Exercise objective
Repeat only the lines below from the one containing "filename src/registry.rs" through the one containing "pub struct RegisteredPlugin", inclusive, exactly as written.

Input records
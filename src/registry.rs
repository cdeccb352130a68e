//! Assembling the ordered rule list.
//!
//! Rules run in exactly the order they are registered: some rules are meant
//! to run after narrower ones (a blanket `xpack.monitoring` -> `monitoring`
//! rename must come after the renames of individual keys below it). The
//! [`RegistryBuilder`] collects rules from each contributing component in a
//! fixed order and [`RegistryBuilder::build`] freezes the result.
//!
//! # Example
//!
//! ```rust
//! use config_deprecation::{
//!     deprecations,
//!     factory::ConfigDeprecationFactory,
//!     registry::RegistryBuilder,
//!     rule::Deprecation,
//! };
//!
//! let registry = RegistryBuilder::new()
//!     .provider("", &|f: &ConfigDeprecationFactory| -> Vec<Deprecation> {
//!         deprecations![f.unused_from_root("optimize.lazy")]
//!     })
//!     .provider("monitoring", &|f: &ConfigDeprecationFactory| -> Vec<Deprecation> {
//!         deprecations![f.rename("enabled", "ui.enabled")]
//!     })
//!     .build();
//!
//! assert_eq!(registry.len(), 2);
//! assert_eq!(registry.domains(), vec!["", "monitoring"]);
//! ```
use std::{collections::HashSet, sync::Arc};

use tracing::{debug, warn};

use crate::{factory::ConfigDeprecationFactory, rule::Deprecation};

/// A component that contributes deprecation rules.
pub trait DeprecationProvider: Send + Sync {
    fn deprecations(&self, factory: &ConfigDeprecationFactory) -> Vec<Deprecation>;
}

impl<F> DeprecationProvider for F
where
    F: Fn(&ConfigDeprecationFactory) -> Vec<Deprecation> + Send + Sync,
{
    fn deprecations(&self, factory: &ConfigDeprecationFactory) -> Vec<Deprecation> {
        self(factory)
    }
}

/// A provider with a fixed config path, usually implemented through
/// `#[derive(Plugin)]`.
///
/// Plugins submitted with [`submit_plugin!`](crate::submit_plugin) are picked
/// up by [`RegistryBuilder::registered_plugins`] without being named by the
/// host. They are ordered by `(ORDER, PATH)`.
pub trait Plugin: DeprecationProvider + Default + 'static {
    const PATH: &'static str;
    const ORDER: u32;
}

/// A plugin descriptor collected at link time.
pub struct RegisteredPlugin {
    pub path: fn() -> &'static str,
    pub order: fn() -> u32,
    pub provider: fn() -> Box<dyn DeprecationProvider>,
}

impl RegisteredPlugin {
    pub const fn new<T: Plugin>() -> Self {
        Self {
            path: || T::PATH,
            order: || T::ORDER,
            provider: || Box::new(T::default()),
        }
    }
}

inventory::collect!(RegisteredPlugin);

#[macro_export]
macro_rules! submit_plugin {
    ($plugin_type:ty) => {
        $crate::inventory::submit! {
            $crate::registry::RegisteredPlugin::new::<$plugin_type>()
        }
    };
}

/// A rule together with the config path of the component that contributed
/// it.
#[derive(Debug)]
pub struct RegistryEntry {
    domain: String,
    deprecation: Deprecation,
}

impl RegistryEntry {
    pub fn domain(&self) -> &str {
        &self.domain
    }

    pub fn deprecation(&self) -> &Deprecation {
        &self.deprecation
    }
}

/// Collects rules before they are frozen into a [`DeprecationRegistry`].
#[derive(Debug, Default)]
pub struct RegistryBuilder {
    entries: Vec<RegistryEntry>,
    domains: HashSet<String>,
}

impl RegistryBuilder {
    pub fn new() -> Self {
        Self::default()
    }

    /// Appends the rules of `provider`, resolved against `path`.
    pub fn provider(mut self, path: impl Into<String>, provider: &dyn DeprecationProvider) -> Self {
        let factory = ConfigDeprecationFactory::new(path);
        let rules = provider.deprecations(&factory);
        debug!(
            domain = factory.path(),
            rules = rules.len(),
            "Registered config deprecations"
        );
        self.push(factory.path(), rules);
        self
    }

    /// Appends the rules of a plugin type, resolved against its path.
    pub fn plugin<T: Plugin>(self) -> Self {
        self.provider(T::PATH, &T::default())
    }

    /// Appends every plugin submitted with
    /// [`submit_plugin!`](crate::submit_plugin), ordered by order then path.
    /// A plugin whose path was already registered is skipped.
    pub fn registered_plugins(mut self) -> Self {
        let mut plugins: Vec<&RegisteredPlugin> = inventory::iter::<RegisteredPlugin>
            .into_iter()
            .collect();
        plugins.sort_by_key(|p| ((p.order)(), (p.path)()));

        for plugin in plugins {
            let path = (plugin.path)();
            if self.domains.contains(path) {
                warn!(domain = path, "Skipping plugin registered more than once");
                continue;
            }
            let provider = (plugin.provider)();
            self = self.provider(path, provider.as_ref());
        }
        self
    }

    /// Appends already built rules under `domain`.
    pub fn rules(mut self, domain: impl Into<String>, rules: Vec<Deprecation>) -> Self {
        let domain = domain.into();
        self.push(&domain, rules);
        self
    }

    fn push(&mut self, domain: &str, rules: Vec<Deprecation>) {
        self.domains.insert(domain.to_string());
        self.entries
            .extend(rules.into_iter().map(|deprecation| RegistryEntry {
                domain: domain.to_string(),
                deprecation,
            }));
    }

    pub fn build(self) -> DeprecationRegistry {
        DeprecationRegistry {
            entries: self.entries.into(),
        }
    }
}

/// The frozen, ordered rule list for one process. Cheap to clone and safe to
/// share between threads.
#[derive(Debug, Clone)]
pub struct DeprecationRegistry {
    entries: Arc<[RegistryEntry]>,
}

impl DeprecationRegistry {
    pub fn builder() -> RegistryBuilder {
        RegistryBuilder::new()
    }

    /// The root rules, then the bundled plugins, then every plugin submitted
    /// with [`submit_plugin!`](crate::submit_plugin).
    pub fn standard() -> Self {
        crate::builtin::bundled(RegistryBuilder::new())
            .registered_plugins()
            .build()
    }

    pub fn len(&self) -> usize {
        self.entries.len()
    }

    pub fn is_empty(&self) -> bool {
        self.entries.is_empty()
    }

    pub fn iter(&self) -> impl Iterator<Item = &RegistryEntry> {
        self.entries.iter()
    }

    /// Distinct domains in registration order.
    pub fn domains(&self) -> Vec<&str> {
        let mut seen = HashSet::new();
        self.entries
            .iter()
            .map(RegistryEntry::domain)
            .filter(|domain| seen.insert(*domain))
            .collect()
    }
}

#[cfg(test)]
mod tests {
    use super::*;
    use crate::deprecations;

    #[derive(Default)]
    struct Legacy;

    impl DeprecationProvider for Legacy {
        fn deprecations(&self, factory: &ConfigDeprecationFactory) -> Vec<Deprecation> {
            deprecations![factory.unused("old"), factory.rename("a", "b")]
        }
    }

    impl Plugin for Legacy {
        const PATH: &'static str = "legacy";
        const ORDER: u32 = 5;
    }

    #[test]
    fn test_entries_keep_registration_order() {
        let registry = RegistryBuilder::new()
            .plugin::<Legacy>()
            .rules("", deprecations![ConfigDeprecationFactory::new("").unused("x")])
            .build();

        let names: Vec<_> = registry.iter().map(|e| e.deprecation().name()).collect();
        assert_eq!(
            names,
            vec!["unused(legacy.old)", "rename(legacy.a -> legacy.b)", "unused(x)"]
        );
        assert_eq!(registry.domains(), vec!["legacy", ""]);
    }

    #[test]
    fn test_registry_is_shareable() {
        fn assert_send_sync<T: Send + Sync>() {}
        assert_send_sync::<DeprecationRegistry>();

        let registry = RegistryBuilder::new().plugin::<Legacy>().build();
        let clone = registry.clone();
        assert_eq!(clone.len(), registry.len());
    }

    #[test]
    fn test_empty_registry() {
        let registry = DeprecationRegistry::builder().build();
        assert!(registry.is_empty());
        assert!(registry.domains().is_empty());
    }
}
--
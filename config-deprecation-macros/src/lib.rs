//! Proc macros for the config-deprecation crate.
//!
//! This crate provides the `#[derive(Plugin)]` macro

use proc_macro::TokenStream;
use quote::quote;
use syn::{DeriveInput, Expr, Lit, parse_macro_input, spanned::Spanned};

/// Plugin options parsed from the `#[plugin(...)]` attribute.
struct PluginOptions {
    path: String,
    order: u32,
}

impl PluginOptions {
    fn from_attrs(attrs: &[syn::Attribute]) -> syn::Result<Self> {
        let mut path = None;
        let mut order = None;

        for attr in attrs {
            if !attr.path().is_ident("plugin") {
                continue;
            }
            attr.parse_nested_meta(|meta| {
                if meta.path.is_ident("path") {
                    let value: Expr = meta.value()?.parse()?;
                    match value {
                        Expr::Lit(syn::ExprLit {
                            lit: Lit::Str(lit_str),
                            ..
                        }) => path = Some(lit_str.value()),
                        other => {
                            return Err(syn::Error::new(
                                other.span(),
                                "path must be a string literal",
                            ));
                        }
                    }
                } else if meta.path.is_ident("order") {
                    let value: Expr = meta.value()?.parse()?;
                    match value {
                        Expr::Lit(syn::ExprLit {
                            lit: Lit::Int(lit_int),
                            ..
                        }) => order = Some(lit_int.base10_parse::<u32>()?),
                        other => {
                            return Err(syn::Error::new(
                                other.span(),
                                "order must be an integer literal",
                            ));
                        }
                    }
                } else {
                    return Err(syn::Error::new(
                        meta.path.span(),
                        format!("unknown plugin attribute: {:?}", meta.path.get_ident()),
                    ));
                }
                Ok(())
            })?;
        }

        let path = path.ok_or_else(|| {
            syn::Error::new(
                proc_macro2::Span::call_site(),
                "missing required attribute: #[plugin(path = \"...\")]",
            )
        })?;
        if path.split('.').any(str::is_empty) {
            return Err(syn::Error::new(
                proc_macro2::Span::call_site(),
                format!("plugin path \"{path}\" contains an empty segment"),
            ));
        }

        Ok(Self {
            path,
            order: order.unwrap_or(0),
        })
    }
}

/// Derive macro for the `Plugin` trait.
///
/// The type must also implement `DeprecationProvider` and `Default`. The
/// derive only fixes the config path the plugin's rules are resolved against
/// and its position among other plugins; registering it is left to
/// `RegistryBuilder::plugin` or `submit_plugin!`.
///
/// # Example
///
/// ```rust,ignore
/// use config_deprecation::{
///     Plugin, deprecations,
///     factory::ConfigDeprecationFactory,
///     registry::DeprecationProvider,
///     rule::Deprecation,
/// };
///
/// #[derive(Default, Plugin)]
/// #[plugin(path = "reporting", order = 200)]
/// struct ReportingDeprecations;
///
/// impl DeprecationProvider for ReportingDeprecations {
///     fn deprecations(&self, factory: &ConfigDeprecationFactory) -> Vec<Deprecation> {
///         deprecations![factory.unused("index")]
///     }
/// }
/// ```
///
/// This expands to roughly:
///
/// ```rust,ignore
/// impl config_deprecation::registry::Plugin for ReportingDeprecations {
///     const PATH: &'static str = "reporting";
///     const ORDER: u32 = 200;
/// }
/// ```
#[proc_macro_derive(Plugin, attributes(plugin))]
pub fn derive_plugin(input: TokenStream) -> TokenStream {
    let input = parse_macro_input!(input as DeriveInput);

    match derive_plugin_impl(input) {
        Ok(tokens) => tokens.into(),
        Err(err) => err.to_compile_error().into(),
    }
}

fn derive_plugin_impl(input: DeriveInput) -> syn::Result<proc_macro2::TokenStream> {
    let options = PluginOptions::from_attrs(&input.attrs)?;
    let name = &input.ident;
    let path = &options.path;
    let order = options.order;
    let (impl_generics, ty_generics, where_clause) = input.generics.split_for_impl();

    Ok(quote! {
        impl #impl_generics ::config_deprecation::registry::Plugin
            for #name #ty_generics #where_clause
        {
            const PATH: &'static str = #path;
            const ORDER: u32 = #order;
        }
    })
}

Answer below
filename src/registry.rs
repository cdeccb352130a68e
//! Assembling the ordered rule list.
//!
//! Rules run in exactly the order they are registered: some rules are meant
//! to run after narrower ones (a blanket `xpack.monitoring` -> `monitoring`
//! rename must come after the renames of individual keys below it). The
//! [`RegistryBuilder`] collects rules from each contributing component in a
//! fixed order and [`RegistryBuilder::build`] freezes the result.
//!
//! # Example
//!
//! ```rust
//! use config_deprecation::{
//!     deprecations,
//!     factory::ConfigDeprecationFactory,
//!     registry::RegistryBuilder,
//!     rule::Deprecation,
//! };
//!
//! let registry = RegistryBuilder::new()
//!     .provider("", &|f: &ConfigDeprecationFactory| -> Vec<Deprecation> {
//!         deprecations![f.unused_from_root("optimize.lazy")]
//!     })
//!     .provider("monitoring", &|f: &ConfigDeprecationFactory| -> Vec<Deprecation> {
//!         deprecations![f.rename("enabled", "ui.enabled")]
//!     })
//!     .build();
//!
//! assert_eq!(registry.len(), 2);
//! assert_eq!(registry.domains(), vec!["", "monitoring"]);
//! ```
use std::{collections::HashSet, sync::Arc};

use tracing::{debug, warn};

use crate::{factory::ConfigDeprecationFactory, rule::Deprecation};

/// A component that contributes deprecation rules.
pub trait DeprecationProvider: Send + Sync {
    fn deprecations(&self, factory: &ConfigDeprecationFactory) -> Vec<Deprecation>;
}

impl<F> DeprecationProvider for F
where
    F: Fn(&ConfigDeprecationFactory) -> Vec<Deprecation> + Send + Sync,
{
    fn deprecations(&self, factory: &ConfigDeprecationFactory) -> Vec<Deprecation> {
        self(factory)
    }
}

/// A provider with a fixed config path, usually implemented through
/// `#[derive(Plugin)]`.
///
/// Plugins submitted with [`submit_plugin!`](crate::submit_plugin) are picked
/// up by [`RegistryBuilder::registered_plugins`] without being named by the
/// host. They are ordered by `(ORDER, PATH)`.
pub trait Plugin: DeprecationProvider + Default + 'static {
    const PATH: &'static str;
    const ORDER: u32;
}

/// A plugin descriptor collected at link time.
pub struct RegisteredPlugin {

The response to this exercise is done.